I think you're opening up a can of worms there. What if a man/woman wanted to have sex with a different person because they only had one sexual partner throughout the lives? What's if there's a single person who just wanted to have sex with anything that moves?

There's going to be causalities in a hack as big as this.


----------



## aj47 (Aug 22, 2015)

Well, yeah.  I didn't mean there wouldn't be.  But for all the "cheating husbands' that people seem to be outraged about ... well, it takes a minimum of two. I read somewhere that more women get accounts on there the day after Mother's Day than any other day of the year.  This could of course be hogwash--people once put it about that Super Bowl Sunday was the worst day for domestic violence in the US and that turned out to be bogus.  But it's not just philandering men even though they seem to be the ones publicized.


----------



## TJ1985 (Aug 22, 2015)

I see it from several perspectives. I've been cheated on, and it stinks. The thing nobody seems to see? If a partner in a relationship has the inclination to cheat around, they will. The medium is moot, because people were unfaithful for centuries before Al Gore invented the internet. It happens commonly, and it stinks every single time. 

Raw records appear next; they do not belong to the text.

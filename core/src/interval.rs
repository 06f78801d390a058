use crate::errors::{IntervalError, IntervalResult};
use serde::{Deserialize, Serialize};
use std::fmt::{Display, Formatter};

/// A half-open range `[start, stop)` of satoshi positions.
///
/// The same type serves all three coordinate frames provenance tracking moves
/// between: absolute ordinal numbers, transaction-relative positions and
/// output-local positions. `stop == start` denotes the empty interval.
#[derive(Clone, Copy, Debug, PartialEq, Eq, Hash, Serialize, Deserialize)]
pub struct Interval {
    start: u64,
    stop: u64,
}

impl Interval {
    pub fn new(start: u64, stop: u64) -> IntervalResult<Self> {
        if stop < start {
            return Err(IntervalError::NegativeLength(start, stop));
        }
        Ok(Self { start, stop })
    }

    pub fn start(&self) -> u64 {
        self.start
    }

    pub fn stop(&self) -> u64 {
        self.stop
    }

    pub fn len(&self) -> u64 {
        self.stop - self.start
    }

    pub fn is_empty(&self) -> bool {
        self.stop == self.start
    }

    /// Intersects two intervals. Returns `None` when they share no positions,
    /// including the case where they merely touch at an endpoint.
    pub fn overlap(&self, other: &Interval) -> Option<Interval> {
        let start = self.start.max(other.start);
        let stop = self.stop.min(other.stop);
        (start < stop).then_some(Interval { start, stop })
    }

    /// Re-bases the interval into the local frame of `frame`, subtracting
    /// `frame.start()` from both ends. The interval must be contained in the frame.
    pub fn translate(&self, frame: &Interval) -> IntervalResult<Interval> {
        if self.start < frame.start || self.stop > frame.stop {
            return Err(IntervalError::OutOfFrame(*self, *frame));
        }
        Ok(Interval { start: self.start - frame.start, stop: self.stop - frame.start })
    }

    /// Moves the interval `offset` positions upward, mapping local positions
    /// into an enclosing frame that begins at `offset`.
    pub fn shift(&self, offset: u64) -> IntervalResult<Interval> {
        let start = self.start.checked_add(offset).ok_or(IntervalError::Overflow(*self, offset))?;
        let stop = self.stop.checked_add(offset).ok_or(IntervalError::Overflow(*self, offset))?;
        Ok(Interval { start, stop })
    }
}

impl Display for Interval {
    fn fmt(&self, f: &mut Formatter<'_>) -> std::fmt::Result {
        write!(f, "[{}, {})", self.start, self.stop)
    }
}

#[cfg(test)]
mod tests {
    use super::*;

    #[test]
    fn construction_test() {
        assert_eq!(Interval::new(0, 10).unwrap().len(), 10);
        assert!(Interval::new(3, 3).unwrap().is_empty());
        assert_eq!(Interval::new(5, 3), Err(IntervalError::NegativeLength(5, 3)));
    }

    #[test]
    fn overlap_test() {
        struct Test {
            name: &'static str,
            a: (u64, u64),
            b: (u64, u64),
            expected: Option<(u64, u64)>,
        }

        let tests = vec![
            Test { name: "identical", a: (0, 10), b: (0, 10), expected: Some((0, 10)) },
            Test { name: "nested", a: (0, 10), b: (2, 5), expected: Some((2, 5)) },
            Test { name: "partial", a: (0, 10), b: (5, 15), expected: Some((5, 10)) },
            Test { name: "touching endpoints", a: (0, 5), b: (5, 10), expected: None },
            Test { name: "disjoint", a: (0, 5), b: (6, 10), expected: None },
            Test { name: "empty operand", a: (3, 3), b: (0, 10), expected: None },
            Test { name: "both empty", a: (3, 3), b: (3, 3), expected: None },
        ];

        for t in tests {
            let a = Interval::new(t.a.0, t.a.1).unwrap();
            let b = Interval::new(t.b.0, t.b.1).unwrap();
            let expected = t.expected.map(|(start, stop)| Interval::new(start, stop).unwrap());
            assert_eq!(a.overlap(&b), expected, "test '{}' failed", t.name);
            assert_eq!(b.overlap(&a), expected, "test '{}' failed when commuted", t.name);
        }
    }

    #[test]
    fn translate_and_shift_test() {
        let frame = Interval::new(100, 200).unwrap();
        let inner = Interval::new(120, 150).unwrap();
        let local = inner.translate(&frame).unwrap();
        assert_eq!(local, Interval::new(20, 50).unwrap());
        assert_eq!(local.shift(100).unwrap(), inner);

        let straddling = Interval::new(90, 150).unwrap();
        assert_eq!(straddling.translate(&frame), Err(IntervalError::OutOfFrame(straddling, frame)));

        let high = Interval::new(u64::MAX - 5, u64::MAX).unwrap();
        assert_eq!(high.shift(10), Err(IntervalError::Overflow(high, 10)));
    }

    #[test]
    fn display_test() {
        assert_eq!(Interval::new(7, 12).unwrap().to_string(), "[7, 12)");
    }
}
use crate::error::{NodeError, NodeResult};
use crate::model::{BlockInfo, TxStatus};
use bitcoin::{BlockHash, OutPoint, Transaction, Txid};

/// Read access to the Bitcoin transaction graph.
///
/// Implementations normalize whatever shape their backend responds with into
/// decoded `bitcoin` types, so satoshi amounts stay integers end to end.
pub trait NodeClient: Send + Sync {
    /// Fetches and decodes the transaction with the given id
    fn get_transaction(&self, txid: &Txid) -> NodeResult<Transaction>;

    /// Fetches the chain linkage of the transaction with the given id
    fn get_transaction_status(&self, txid: &Txid) -> NodeResult<TxStatus>;

    /// Fetches height and txid listing of the block with the given hash
    fn get_block(&self, hash: &BlockHash) -> NodeResult<BlockInfo>;

    /// Resolves a height to the hash of the block at that height
    fn get_block_hash(&self, height: u64) -> NodeResult<BlockHash>;

    /// Height of the current chain tip
    fn get_block_count(&self) -> NodeResult<u64>;

    /// Value in satoshis of the output the given outpoint refers to
    fn get_output_value(&self, outpoint: &OutPoint) -> NodeResult<u64> {
        let tx = self.get_transaction(&outpoint.txid)?;
        match tx.output.get(outpoint.vout as usize) {
            Some(output) => Ok(output.value),
            None => Err(NodeError::OutputMissing { outpoint: *outpoint, outputs: tx.output.len() }),
        }
    }
}

pub type DynNodeClient = Box<dyn NodeClient>;

impl<T: NodeClient> NodeClient for &T {
    fn get_transaction(&self, txid: &Txid) -> NodeResult<Transaction> {
        (**self).get_transaction(txid)
    }

    fn get_transaction_status(&self, txid: &Txid) -> NodeResult<TxStatus> {
        (**self).get_transaction_status(txid)
    }

    fn get_block(&self, hash: &BlockHash) -> NodeResult<BlockInfo> {
        (**self).get_block(hash)
    }

    fn get_block_hash(&self, height: u64) -> NodeResult<BlockHash> {
        (**self).get_block_hash(height)
    }

    fn get_block_count(&self) -> NodeResult<u64> {
        (**self).get_block_count()
    }

    fn get_output_value(&self, outpoint: &OutPoint) -> NodeResult<u64> {
        (**self).get_output_value(outpoint)
    }
}

impl NodeClient for Box<dyn NodeClient> {
    fn get_transaction(&self, txid: &Txid) -> NodeResult<Transaction> {
        self.as_ref().get_transaction(txid)
    }

    fn get_transaction_status(&self, txid: &Txid) -> NodeResult<TxStatus> {
        self.as_ref().get_transaction_status(txid)
    }

    fn get_block(&self, hash: &BlockHash) -> NodeResult<BlockInfo> {
        self.as_ref().get_block(hash)
    }

    fn get_block_hash(&self, height: u64) -> NodeResult<BlockHash> {
        self.as_ref().get_block_hash(height)
    }

    fn get_block_count(&self) -> NodeResult<u64> {
        self.as_ref().get_block_count()
    }

    fn get_output_value(&self, outpoint: &OutPoint) -> NodeResult<u64> {
        self.as_ref().get_output_value(outpoint)
    }
}

#[cfg(test)]
mod tests {
    use super::*;
    use bitcoin::absolute::LockTime;
    use bitcoin::hashes::Hash;
    use bitcoin::{ScriptBuf, TxOut};

    struct FixedChain {
        tip: u64,
    }

    impl NodeClient for FixedChain {
        fn get_transaction(&self, _txid: &Txid) -> NodeResult<Transaction> {
            Ok(Transaction {
                version: 2,
                lock_time: LockTime::ZERO,
                input: vec![],
                output: vec![TxOut { value: 31, script_pubkey: ScriptBuf::new() }],
            })
        }

        fn get_transaction_status(&self, txid: &Txid) -> NodeResult<TxStatus> {
            Err(NodeError::NotFound(format!("status of {}", txid)))
        }

        fn get_block(&self, hash: &BlockHash) -> NodeResult<BlockInfo> {
            Err(NodeError::NotFound(format!("block {}", hash)))
        }

        fn get_block_hash(&self, _height: u64) -> NodeResult<BlockHash> {
            Ok(BlockHash::all_zeros())
        }

        fn get_block_count(&self) -> NodeResult<u64> {
            Ok(self.tip)
        }
    }

    #[test]
    fn boxed_client_forwards() {
        let client: DynNodeClient = Box::new(FixedChain { tip: 830_000 });
        assert_eq!(client.get_block_count().unwrap(), 830_000);
        let outpoint = OutPoint { txid: Txid::all_zeros(), vout: 0 };
        assert_eq!(client.get_output_value(&outpoint).unwrap(), 31);
    }

    #[test]
    fn default_output_value_checks_bounds() {
        let chain = FixedChain { tip: 0 };
        let outpoint = OutPoint { txid: Txid::all_zeros(), vout: 5 };
        match chain.get_output_value(&outpoint) {
            Err(NodeError::OutputMissing { outputs, .. }) => assert_eq!(outputs, 1),
            other => panic!("unexpected result {:?}", other),
        }
    }
}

The site in question? It simplified the process of cheating, but let's look at things honestly: The internet is not, under any circumstances, safe. No site can be considered bulletproof. Some sites have a great motivation to try harder than others, but even they could be cracked if the right set of thieves were to make it their goal. As I understand it from the news, many high-ranking political email addresses are involved, but I haven't heard a single name spouted so it could be much ado about nothing if the names never come out publicly. If you don't want to be "outed" as a dirty rotten cheater when a website gets hacked, maybe don't go to a website to cheat. When people are too lazy to log off and cheat out of a bar like normal people, our society loses the war against over-reliance on technology, lol. 

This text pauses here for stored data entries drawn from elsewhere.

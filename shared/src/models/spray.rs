//! Drone spray route models

use serde::{Deserialize, Serialize};

use crate::types::GpsCoordinates;

/// One stop on the spray route
#[derive(Debug, Clone, Serialize, Deserialize, PartialEq)]
pub struct Waypoint {
    pub cell_id: String,
    pub x: usize,
    pub y: usize,
    /// Cell centroid
    pub position: GpsCoordinates,
    /// Drives per-waypoint dosage downstream
    pub detection_count: u32,
}

/// Treatment route over the infected cells.
///
/// When nothing is infected `path_exists` is false and every other field
/// is empty/None.
#[derive(Debug, Clone, Serialize, Deserialize, PartialEq)]
pub struct SprayPath {
    pub path_exists: bool,
    pub start_point: Option<GpsCoordinates>,
    pub waypoints: Vec<Waypoint>,
    pub end_point: Option<GpsCoordinates>,
    pub total_distance_meters: Option<f64>,
    pub estimated_time_seconds: Option<f64>,
}

impl SprayPath {
    pub fn none() -> Self {
        Self {
            path_exists: false,
            start_point: None,
            waypoints: Vec::new(),
            end_point: None,
            total_distance_meters: None,
            estimated_time_seconds: None,
        }
    }

    /// Start, every waypoint centroid, then end
    pub fn points(&self) -> Vec<GpsCoordinates> {
        self.start_point
            .into_iter()
            .chain(self.waypoints.iter().map(|w| w.position))
            .chain(self.end_point)
            .collect()
    }
}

Cheaters will find a way. The grass is greener in other pastures, and I've been the grass in the dying pasture. Don't want to be caught up in a scandal? Don't be scandalous. For those caught up in this, I hate being crass, but it was bound to happen sooner or later. Cheaters will confess, or get caught, or get outed. It happens. If it hadn't been the "hacktivists", it'd have been a hard to explain receipt from a florist or lingerie shop, a co-worker who forgets and tells the spouse they weren't there on Tuesday night. Hell, let's look at the classical "lipstick on the collar". It's a cliche, but it originated somewhere. A hint of perfume or cologne that has only one good way to have gotten on 'em. Cheaters get caught, and had it not been for this site being hacked, the wheels would have fallen off eventually in another way. 

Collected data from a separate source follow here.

//! Error handling for the AgriDrone decision pipeline
//!
//! Bad individual records never surface here; they are quarantined by the
//! component that reads them. Only misconfiguration, rejected operator
//! actions and unreadable replay input become errors.

use thiserror::Error;

/// Pipeline error types
#[derive(Error, Debug)]
pub enum PipelineError {
    // Configuration errors (fatal at startup)
    #[error("Invalid configuration for {field}: {message}")]
    InvalidConfig { field: String, message: String },

    #[error("Configuration error: {0}")]
    Configuration(#[from] config::ConfigError),

    // Operator action errors
    #[error("Alert not found: {0}")]
    AlertNotFound(String),

    #[error("Invalid state transition: {0}")]
    InvalidStateTransition(String),

    // Replay input errors
    #[error("Scenario error: {0}")]
    Scenario(String),
}

impl PipelineError {
    /// True for errors that must stop the pipeline before it computes anything
    pub fn is_fatal(&self) -> bool {
        matches!(
            self,
            PipelineError::InvalidConfig { .. } | PipelineError::Configuration(_)
        )
    }
}

/// Result type alias for pipeline operations
pub type PipelineResult<T> = Result<T, PipelineError>;
//! Decision pipeline services
//!
//! One service per pipeline component plus the mission orchestrator that
//! wires them together.

pub mod alerts;
pub mod economics;
pub mod fusion;
pub mod mission;
pub mod spray_path;
pub mod zone_grid;

pub use alerts::AlertService;
pub use economics::EconomicImpactService;
pub use fusion::FusionService;
pub use mission::{MissionService, OperatorAction, TickInput};
pub use spray_path::SprayPathService;
pub use zone_grid::ZoneGridService;
//! AgriDrone scenario replay
//!
//! Replays a recorded mission through the decision pipeline on a fixed
//! tick interval, the way the dashboard drives it live, and prints the
//! final snapshot as JSON.

use std::time::Duration;

use chrono::Utc;
use tracing_subscriber::{layer::SubscriberExt, util::SubscriberInitExt};

use agridrone_engine::external::{DetectionFeed, ScenarioFeed};
use agridrone_engine::services::MissionService;
use agridrone_engine::Config;

#[tokio::main]
async fn main() -> anyhow::Result<()> {
    // Initialize tracing
    tracing_subscriber::registry()
        .with(
            tracing_subscriber::EnvFilter::try_from_default_env()
                .unwrap_or_else(|_| "agridrone_engine=debug,agridrone_replay=info".into()),
        )
        .with(tracing_subscriber::fmt::layer().with_writer(std::io::stderr))
        .init();

    // Load configuration
    dotenvy::dotenv().ok();
    let config = Config::load()?;
    config.validate()?;

    tracing::info!("Starting AgriDrone scenario replay");
    tracing::info!("Environment: {}", config.environment);

    let scenario_path = std::env::args()
        .nth(1)
        .unwrap_or_else(|| config.replay.scenario_path.clone());
    let mut feed = ScenarioFeed::from_path(&scenario_path)?;

    let mut mission = MissionService::new(&config, Utc::now())?;

    let period = Duration::from_millis(config.replay.tick_interval_ms.max(1));
    let mut interval = tokio::time::interval(period);

    let mut snapshot = None;
    let mut tick_count = 0usize;
    while let Some(tick) = feed.next_tick() {
        interval.tick().await;

        let now = tick.at.unwrap_or_else(Utc::now);
        let result = mission.recompute(tick, now);
        tick_count += 1;

        tracing::info!(
            tick = tick_count,
            infected = result.grid_stats.infected_count,
            alerts = result.alerts.len(),
            "Tick processed"
        );
        snapshot = Some(result);
    }

    let ended_at = Utc::now();
    mission.end_mission(ended_at)?;

    match snapshot {
        Some(mut snapshot) => {
            snapshot.summary.status = mission.status();
            snapshot.summary.ended_at = Some(ended_at);
            println!("{}", serde_json::to_string_pretty(&snapshot)?);
        }
        None => tracing::warn!("Scenario contained no ticks"),
    }

    Ok(())
}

On the other side, if I own a server or space on that server, I consider it private property. I own it, I pay to maintain it, I am held responsible for the content just like a brick and mortar property. I'd like to see some techno wizard pursue the hackers, and I'd love for them to somehow be charged for breaking and entering just like a brick and mortar property. They weren't invited in, and if they'd done the same thing to a piece of tangible property they'd stand for charges. They'd not be seen as heroes for a late night smash and grab. The internet is growing, but the applicable laws aren't growing with it.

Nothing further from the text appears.